We could not conduct a regression on the original WVS data because every respondent had many missing values. However, we ran a generalized linear model (GLM) with a logistic link function to predict unethicality in the imputed data based on all 708 variables. The model’s accuracy was 72.4% (95% CI = [71.9%, 72.8%]), which was slightly lower than the lower deep-learning model’s accuracy of 73.7%; however, the 95% CI of the GLM’s accuracy was below the lower bound of the 95% CI of the deep-learning model’s accuracy (95% CI = [73.2%, 74.2%]), indicating that the deep-learning model was significantly more accurate than the GLM. To identify the top predictors, we conducted a logistic regression with lasso regularization on the imputed data (Hastie et al., 2009). We first used a 10-fold cross-validation to determine the minimal lambda value using the cv.glmnet command in R, and we then used this value in the logistic lasso regression. The lasso regression’s accuracy, 72.4% (95% CI = [71.9%, 72.8%]) was virtually identical to the regular logistic regression’s. Table 6 presents the top 10 predictors from a lasso regression. Four predictors identified by the lasso regression were also identified by the deep-learning model, but the rest were different.
Top 10 Predictors From a Logistic Lasso Regression Conducted on the Imputed WVS Data (Study 1)
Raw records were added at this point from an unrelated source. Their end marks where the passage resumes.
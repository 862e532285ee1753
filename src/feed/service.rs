use std::sync::Arc;

use chrono::Utc;
use tracing::info;

use crate::app::{child_corr_id, Result};
use crate::domain::{Document, NormalizedFeed, ScrapeRequest};
use crate::plugins::filter::keeps_all;
use crate::plugins::tag::apply_tags;
use crate::plugins::{
    CompositeFilter, ConditionalTag, FeedPlugin, FragmentTransformPlugin, PluginContext,
};
use crate::scrape::ScrapeEngine;

const PREVIEW_REPOSITORY: &str = "preview";

/// Synchronous feed entry points used by the CLI.
pub struct FeedService {
    engine: Arc<ScrapeEngine>,
}

impl FeedService {
    pub fn new(engine: Arc<ScrapeEngine>) -> Self {
        Self { engine }
    }

    /// Guarded GET of `url`, parsed by the first capable feed parser.
    pub async fn parse_feed_from_url(&self, corr_id: &str, url: &str) -> Result<NormalizedFeed> {
        info!(corr_id, url, "Parsing feed from url");
        let options = self.engine.fetch_options(None);
        let branch = child_corr_id(corr_id);
        info!(corr_id = %branch, url, "GET");
        let response = self.engine.fetcher().fetch(url, &options).await?;
        self.engine.parsers().parse(&branch, &response)
    }

    /// Scrapes every request, turns the pages into items and applies `filters` and `tags`.
    ///
    /// Items are indexed across all requests in order, which is what the filter `index`
    /// field sees.
    pub async fn parse_feed_from_request(
        &self,
        corr_id: &str,
        owner: Option<&str>,
        requests: &[ScrapeRequest],
        filters: &[CompositeFilter],
        tags: &[ConditionalTag],
    ) -> Result<NormalizedFeed> {
        let responses = self.engine.scrape_all(corr_id, owner, requests).await?;

        let ctx = PluginContext {
            corr_id,
            owner,
            engine: &self.engine,
            index: 0,
        };
        let mut items = Vec::new();
        for response in &responses {
            let output = FeedPlugin.transform(&ctx, response, &serde_json::Value::Null)?;
            items.extend(output.items);
        }

        let mut kept = Vec::with_capacity(items.len());
        for (index, mut item) in items.into_iter().enumerate() {
            let mut document = Document::from_item(PREVIEW_REPOSITORY, &item);
            if !keeps_all(filters, &document, index)? {
                continue;
            }
            apply_tags(tags, &mut document, index)?;
            item.tags = document.tags;
            kept.push(item);
        }

        Ok(NormalizedFeed {
            title: Some("Preview Feed".to_string()),
            published_at: Some(Utc::now()),
            items: kept,
            ..NormalizedFeed::empty("")
        })
    }
}

#[cfg(test)]
mod tests {
    use super::*;
    use crate::entitlements::EntitlementsConfig;
    use crate::fetcher::{FetchConfig, HttpFetcher};
    use crate::plugins::testing::Offline;
    use serde_json::json;
    use wiremock::matchers::{method, path};
    use wiremock::{Mock, MockServer, ResponseTemplate};

    const RSS: &str = r#"<?xml version="1.0"?>
<rss version="2.0"><channel><title>Blog</title>
<item><title>Rust 1.80</title><link>https://example.com/rust</link><description>Release</description></item>
<item><title>Gardening</title><link>https://example.com/garden</link><description>Plants</description></item>
<item><title>Rust tips</title><link>https://example.com/tips</link><description>Tips</description></item>
</channel></rss>"#;

    async fn service_with_feed() -> (MockServer, FeedService) {
        let server = MockServer::start().await;
        Mock::given(method("GET"))
            .and(path("/feed.xml"))
            .respond_with(ResponseTemplate::new(200).set_body_raw(RSS, "application/rss+xml"))
            .mount(&server)
            .await;

        let config = FetchConfig::default();
        let engine = ScrapeEngine::new(
            Arc::new(HttpFetcher::new(&config).unwrap()),
            Arc::new(Offline),
            Arc::new(EntitlementsConfig::default()),
            config,
        );
        (server, FeedService::new(Arc::new(engine)))
    }

    #[tokio::test]
    async fn test_parse_feed_from_url() {
        let (server, service) = service_with_feed().await;
        let feed = service
            .parse_feed_from_url("t", &format!("{}/feed.xml", server.uri()))
            .await
            .unwrap();
        assert_eq!(feed.title.as_deref(), Some("Blog"));
        assert_eq!(feed.items.len(), 3);
    }

    #[tokio::test]
    async fn test_preview_feed_applies_filters_and_tags() {
        let (server, service) = service_with_feed().await;
        let requests = vec![ScrapeRequest::new(format!("{}/feed.xml", server.uri()))];
        let filters: Vec<CompositeFilter> = serde_json::from_value(json!([
            { "include": { "title": { "operator": "contains", "value": "rust" } } }
        ]))
        .unwrap();
        let tags: Vec<ConditionalTag> = serde_json::from_value(json!([
            { "tag": "first", "filter": { "index": { "operator": "eq", "value": 0 } } }
        ]))
        .unwrap();

        let feed = service
            .parse_feed_from_request("t", None, &requests, &filters, &tags)
            .await
            .unwrap();

        assert_eq!(feed.title.as_deref(), Some("Preview Feed"));
        assert_eq!(feed.feed_url, "");
        let urls: Vec<_> = feed.items.iter().map(|i| i.url.as_str()).collect();
        assert_eq!(urls, vec!["https://example.com/rust", "https://example.com/tips"]);
        assert_eq!(feed.items[0].tags, vec!["first".to_string()]);
        assert!(feed.items[1].tags.is_empty());
    }
}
Note: Values in parentheses after the World Values Survey (WVS) variable numbers refer to the response option of dummy-coded items. Coefficients are unstandardized.
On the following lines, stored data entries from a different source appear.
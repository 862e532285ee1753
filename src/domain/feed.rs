use chrono::{DateTime, Utc};
use serde::{Deserialize, Serialize};

/// Syndication format of a response body.
#[derive(Debug, Clone, Copy, PartialEq, Eq, Hash, Serialize, Deserialize)]
#[serde(rename_all = "lowercase")]
pub enum FeedType {
    Rss,
    Atom,
    Rdf,
    Json,
    None,
}

impl FeedType {
    /// Maps a dedicated feed MIME type. Generic types like `text/xml` map to `None`.
    pub fn from_mime(mime: &str) -> FeedType {
        let mime = mime.split(';').next().unwrap_or("").trim().to_lowercase();
        match mime.as_str() {
            "application/rss+xml" | "application/rss" => FeedType::Rss,
            "application/atom+xml" | "application/atom" => FeedType::Atom,
            "application/rdf+xml" | "application/rdf" => FeedType::Rdf,
            "application/feed+json" | "application/json+feed" => FeedType::Json,
            _ => FeedType::None,
        }
    }

    pub fn is_feed(&self) -> bool {
        !matches!(self, FeedType::None)
    }

    pub fn is_xml(&self) -> bool {
        matches!(self, FeedType::Rss | FeedType::Atom | FeedType::Rdf)
    }

    pub fn as_str(&self) -> &'static str {
        match self {
            FeedType::Rss => "rss",
            FeedType::Atom => "atom",
            FeedType::Rdf => "rdf",
            FeedType::Json => "json",
            FeedType::None => "none",
        }
    }

    pub fn mime(&self) -> Option<&'static str> {
        match self {
            FeedType::Rss => Some("application/rss+xml"),
            FeedType::Atom => Some("application/atom+xml"),
            FeedType::Rdf => Some("application/rdf+xml"),
            FeedType::Json => Some("application/feed+json"),
            FeedType::None => None,
        }
    }
}

#[derive(Debug, Clone, Default, PartialEq, Serialize, Deserialize)]
pub struct FeedItem {
    pub url: String,
    pub title: Option<String>,
    pub content_text: Option<String>,
    pub content_raw: Option<String>,
    pub content_raw_mime: Option<String>,
    pub image_url: Option<String>,
    pub published_at: Option<DateTime<Utc>>,
    #[serde(default)]
    pub tags: Vec<String>,
}

impl FeedItem {
    pub fn new(url: impl Into<String>) -> Self {
        Self {
            url: url.into(),
            ..Default::default()
        }
    }

    pub fn display_title(&self) -> &str {
        self.title.as_deref().unwrap_or("(Untitled)")
    }
}

/// Common shape every parser and extractor produces.
#[derive(Debug, Clone, Default, PartialEq, Serialize, Deserialize)]
pub struct NormalizedFeed {
    pub title: Option<String>,
    pub description: Option<String>,
    pub feed_url: String,
    pub website_url: Option<String>,
    pub published_at: Option<DateTime<Utc>>,
    pub items: Vec<FeedItem>,
    /// Follow-on pages, e.g. pagination.
    #[serde(default)]
    pub links: Vec<String>,
}

impl NormalizedFeed {
    pub fn empty(feed_url: impl Into<String>) -> Self {
        Self {
            feed_url: feed_url.into(),
            ..Default::default()
        }
    }

    pub fn is_empty(&self) -> bool {
        self.items.is_empty()
    }
}

/// Feed advertised by the page itself via `<link rel="alternate">`.
#[derive(Debug, Clone, PartialEq, Serialize, Deserialize)]
pub struct NativeFeed {
    pub url: String,
    pub feed_type: FeedType,
    pub title: Option<String>,
    pub description: Option<String>,
}

/// Repeating-element pattern that turns an HTML page into a feed.
#[derive(Debug, Clone, PartialEq, Serialize, Deserialize)]
pub struct GenericFeedRule {
    /// Absolute XPath selecting one node per item.
    pub context_xpath: String,
    /// Relative to the context node.
    pub link_xpath: String,
    #[serde(default, skip_serializing_if = "Option::is_none")]
    pub date_xpath: Option<String>,
    #[serde(default, skip_serializing_if = "Option::is_none")]
    pub pagination_xpath: Option<String>,
    #[serde(default)]
    pub count: usize,
    #[serde(default)]
    pub score: f64,
}

impl GenericFeedRule {
    pub fn depth(&self) -> usize {
        self.context_xpath
            .split('/')
            .filter(|step| !step.is_empty())
            .count()
    }
}

/// Either discovery result.
#[derive(Debug, Clone, PartialEq, Serialize, Deserialize)]
#[serde(tag = "kind", rename_all = "snake_case")]
pub enum FeedCandidate {
    Native(NativeFeed),
    Generic(GenericFeedRule),
}

#[cfg(test)]
mod tests {
    use super::*;

    #[test]
    fn test_feed_type_from_mime() {
        assert_eq!(FeedType::from_mime("application/rss+xml"), FeedType::Rss);
        assert_eq!(
            FeedType::from_mime("application/atom+xml; charset=utf-8"),
            FeedType::Atom
        );
        assert_eq!(FeedType::from_mime("APPLICATION/FEED+JSON"), FeedType::Json);
        assert_eq!(FeedType::from_mime("text/xml"), FeedType::None);
        assert_eq!(FeedType::from_mime("text/html"), FeedType::None);
    }

    #[test]
    fn test_rule_depth() {
        let rule = GenericFeedRule {
            context_xpath: "//body/div[2]/ul/li".into(),
            link_xpath: "./a".into(),
            date_xpath: None,
            pagination_xpath: None,
            count: 3,
            score: 1.0,
        };
        assert_eq!(rule.depth(), 4);
    }

    #[test]
    fn test_display_title_fallback() {
        let item = FeedItem::new("https://example.com/a");
        assert_eq!(item.display_title(), "(Untitled)");
    }
}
Importantly, the rank ordering of the top predictors of the deep-learning model is not guaranteed, because changes in the model parameters can lead to different rank orderings. This is particularly the case when different predictors have very similar dropout loss, as in the current results. Thus, it is up to researchers to select predictors that they find most interesting to pursue. Figure S1 in the Supplemental Material available online depicts the nature of the relationship between three of these predictors and the dependent variable.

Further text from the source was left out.